Soundtrack album by Quincy Jones
- Released: 1985
- Recorded: 1985 (unless otherwise noted)
- Length: 79:06
- Label: Qwest
- Producer: Quincy Jones

Singles from The Color Purple
- "Miss Celie's Blues" Released: December 1985;

= The Color Purple (1985 soundtrack) =

The Color Purple: Music From the Motion Picture is the soundtrack album to the 1985 film of the same name.
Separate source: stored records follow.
//! CLI argument definitions using clap
//!
//! Commands:
//! - idxadvisor scan --config <path> --workload <path>
//! - idxadvisor recommend --config <path> [--budget <size>] [--output <path>] [--exact]

use clap::{Parser, Subcommand};
use std::path::PathBuf;

/// idxadvisor - index recommendations for query workloads
#[derive(Parser, Debug)]
#[command(name = "idxadvisor")]
#[command(version, about, long_about = None)]
pub struct Cli {
    #[command(subcommand)]
    pub command: Command,
}

#[derive(Subcommand, Debug)]
pub enum Command {
    /// Print the relevant index candidates of every workload query
    Scan {
        /// Path to configuration file
        #[arg(long, default_value = "./idxadvisor.json")]
        config: PathBuf,

        /// Workload file: a JSON array of query trees, or one per line ("-" for stdin)
        #[arg(long)]
        workload: PathBuf,
    },

    /// Select recorded advice under a storage budget and emit CREATE INDEX statements
    Recommend {
        /// Path to configuration file
        #[arg(long, default_value = "./idxadvisor.json")]
        config: PathBuf,

        /// Storage budget, e.g. 512, 64M, 2G (no suffix means KB)
        #[arg(long)]
        budget: Option<String>,

        /// File for the CREATE INDEX statements (stdout if omitted)
        #[arg(long)]
        output: Option<PathBuf>,

        /// Use the exact knapsack selector instead of the greedy one
        #[arg(long)]
        exact: bool,
    },
}

impl Cli {
    /// Parse command line arguments
    pub fn parse_args() -> Self {
        Cli::parse()
    }
}
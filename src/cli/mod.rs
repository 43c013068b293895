//! CLI module for idxadvisor
//!
//! Provides command-line interface for:
//! - scan: print the index candidates of each workload query
//! - recommend: select recorded advice under a budget and emit CREATE INDEX

mod args;
mod commands;
mod errors;
mod io;

pub use args::{Cli, Command};
pub use commands::{recommend, run, run_command, scan, Config};
pub use errors::{CliError, CliErrorCode, CliResult};
pub use io::{parse_workload, read_workload, write_file, write_json_line, write_stdout};
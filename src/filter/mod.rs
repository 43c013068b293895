//! Candidate relevance filtering

mod relevance;

pub use relevance::RelevanceFilter;
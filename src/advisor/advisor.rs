//! Per-query pipeline and workload driver
//!
//! scan -> filter -> evaluate, each phase wrapped in a [`PhaseScope`] and
//! counted in [`AdvisorMetrics`].

use serde::Serialize;
use uuid::Uuid;

use super::config::AdvisorConfig;
use crate::advisory::AdvisorySink;
use crate::candidate::CandidateSet;
use crate::catalog::Catalog;
use crate::evaluator::{
    CostOracle, Evaluation, EvaluationStatus, EvaluatorResult, HypotheticalEvaluator,
};
use crate::filter::RelevanceFilter;
use crate::observability::{log_candidates, AdvisorMetrics, Logger, MetricsSnapshot, PhaseScope};
use crate::scanner::{QueryTree, TreeScanner};

/// Outcome of one workload query
#[derive(Debug, Clone, Serialize)]
pub struct QueryOutcome {
    /// Zero-based position in the workload
    pub position: usize,
    pub evaluation: Option<Evaluation>,
    /// Error code, for failed queries
    pub code: Option<&'static str>,
    pub error: Option<String>,
}

impl QueryOutcome {
    pub fn is_failure(&self) -> bool {
        self.error.is_some()
    }
}

/// Result of running a whole workload
#[derive(Debug, Clone, Serialize)]
pub struct WorkloadReport {
    pub run_id: Uuid,
    pub outcomes: Vec<QueryOutcome>,
    pub metrics: MetricsSnapshot,
}

impl WorkloadReport {
    pub fn failures(&self) -> usize {
        self.outcomes.iter().filter(|o| o.is_failure()).count()
    }

    /// Total advisory records written across the workload
    pub fn recorded(&self) -> usize {
        self.outcomes
            .iter()
            .filter_map(|o| o.evaluation.as_ref())
            .map(|e| e.recorded())
            .sum()
    }
}

/// The index adviser
pub struct Advisor<'a, C: Catalog> {
    catalog: &'a C,
    config: &'a AdvisorConfig,
    evaluator: HypotheticalEvaluator<'a>,
    metrics: AdvisorMetrics,
}

impl<'a, C: Catalog> Advisor<'a, C> {
    pub fn new(catalog: &'a C, config: &'a AdvisorConfig) -> Self {
        Self::with_evaluator(catalog, config, HypotheticalEvaluator::new(config))
    }

    pub fn with_run_id(catalog: &'a C, config: &'a AdvisorConfig, run_id: Uuid) -> Self {
        Self::with_evaluator(catalog, config, HypotheticalEvaluator::with_run_id(config, run_id))
    }

    fn with_evaluator(catalog: &'a C, config: &'a AdvisorConfig, evaluator: HypotheticalEvaluator<'a>) -> Self {
        Self {
            catalog,
            config,
            evaluator,
            metrics: AdvisorMetrics::new(),
        }
    }

    pub fn run_id(&self) -> Uuid {
        self.evaluator.run_id()
    }

    pub fn metrics(&self) -> MetricsSnapshot {
        self.metrics.snapshot()
    }

    /// Scans a query and filters the result; no oracle involved
    pub fn candidates(&self, query: &QueryTree) -> CandidateSet {
        let scope = PhaseScope::new("SCAN");
        let generated = TreeScanner::new(self.catalog, self.config).scan(query);
        scope.complete(&[("candidates", &generated.len().to_string())]);
        log_candidates("Generated candidates", &generated);
        self.metrics.add_candidates_generated(generated.len());

        let scope = PhaseScope::new("FILTER");
        let relevant = RelevanceFilter::new(self.catalog).apply(generated);
        scope.complete(&[("candidates", &relevant.len().to_string())]);
        log_candidates("Relevant candidates", &relevant);
        self.metrics.add_candidates_relevant(relevant.len());

        relevant
    }

    /// Runs the full pipeline for one query
    ///
    /// Called while this adviser is already evaluating (for example from a
    /// sink that issues queries of its own), returns a skipped evaluation
    /// without scanning.
    pub fn analyze<O, S>(&self, query: &QueryTree, oracle: &mut O, sink: &mut S) -> EvaluatorResult<Evaluation>
    where
        O: CostOracle + ?Sized,
        S: AdvisorySink + ?Sized,
    {
        if self.evaluator.is_active() {
            self.metrics.increment_queries_skipped();
            return Ok(Evaluation::skipped());
        }

        self.metrics.increment_queries_analyzed();
        let candidates = self.candidates(query);

        let scope = PhaseScope::new("EVALUATE");
        match self.evaluator.evaluate(query, candidates, oracle, sink) {
            Ok(evaluation) => {
                scope.complete(&[("recorded", &evaluation.recorded().to_string())]);
                match evaluation.status {
                    EvaluationStatus::Skipped => self.metrics.increment_queries_skipped(),
                    EvaluationStatus::Improved => self.metrics.increment_queries_improved(),
                    EvaluationStatus::NoCandidates | EvaluationStatus::NotImproved => {}
                }
                self.metrics.add_candidates_recorded(evaluation.recorded());
                Ok(evaluation)
            }
            Err(e) => {
                scope.fail(&e.to_string());
                self.metrics.increment_queries_failed();
                Err(e)
            }
        }
    }

    /// Analyzes every query in order; a failing query does not stop the rest
    pub fn analyze_workload<O, S>(&self, queries: &[QueryTree], oracle: &mut O, sink: &mut S) -> WorkloadReport
    where
        O: CostOracle + ?Sized,
        S: AdvisorySink + ?Sized,
    {
        let mut outcomes = Vec::with_capacity(queries.len());
        for (position, query) in queries.iter().enumerate() {
            let outcome = match self.analyze(query, oracle, sink) {
                Ok(evaluation) => QueryOutcome {
                    position,
                    evaluation: Some(evaluation),
                    code: None,
                    error: None,
                },
                Err(e) => {
                    Logger::error(
                        "QUERY_FAILED",
                        &[
                            ("position", &position.to_string()),
                            ("code", e.code().as_str()),
                            ("error", &e.to_string()),
                        ],
                    );
                    QueryOutcome {
                        position,
                        evaluation: None,
                        code: Some(e.code().as_str()),
                        error: Some(e.to_string()),
                    }
                }
            };
            outcomes.push(outcome);
        }

        let report = WorkloadReport {
            run_id: self.run_id(),
            outcomes,
            metrics: self.metrics(),
        };
        Logger::info(
            "WORKLOAD_COMPLETE",
            &[
                ("queries", &queries.len().to_string()),
                ("failures", &report.failures().to_string()),
                ("recorded", &report.recorded().to_string()),
            ],
        );
        report
    }
}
The soundtrack was produced by Quincy Jones Productions and released in 1985 by Qwest Records.

The score of the film combines elements of classical and period jazz, blues, and gospel, and features popular songs of the 1920s."Miss Celie's Blues (Sister)" by Táta Vega, which was released as a single, was composed in a blues/ragtime style.

For the stage musical, and the 2023 musical film of the same name, an entirely new soundtrack was produced, one which bears little resemblance to the original.

==Critical reception and accolades==

The soundtrack to the Color Purple garnered positive reviews from music critics. It was praised for its production and Táta Vega's vocal performance. The song, "Miss Celie's Blues (Sister)", is sung by the character Shug Avery, played by Margaret Avery in the film but whose singing voice is dubbed by Vega.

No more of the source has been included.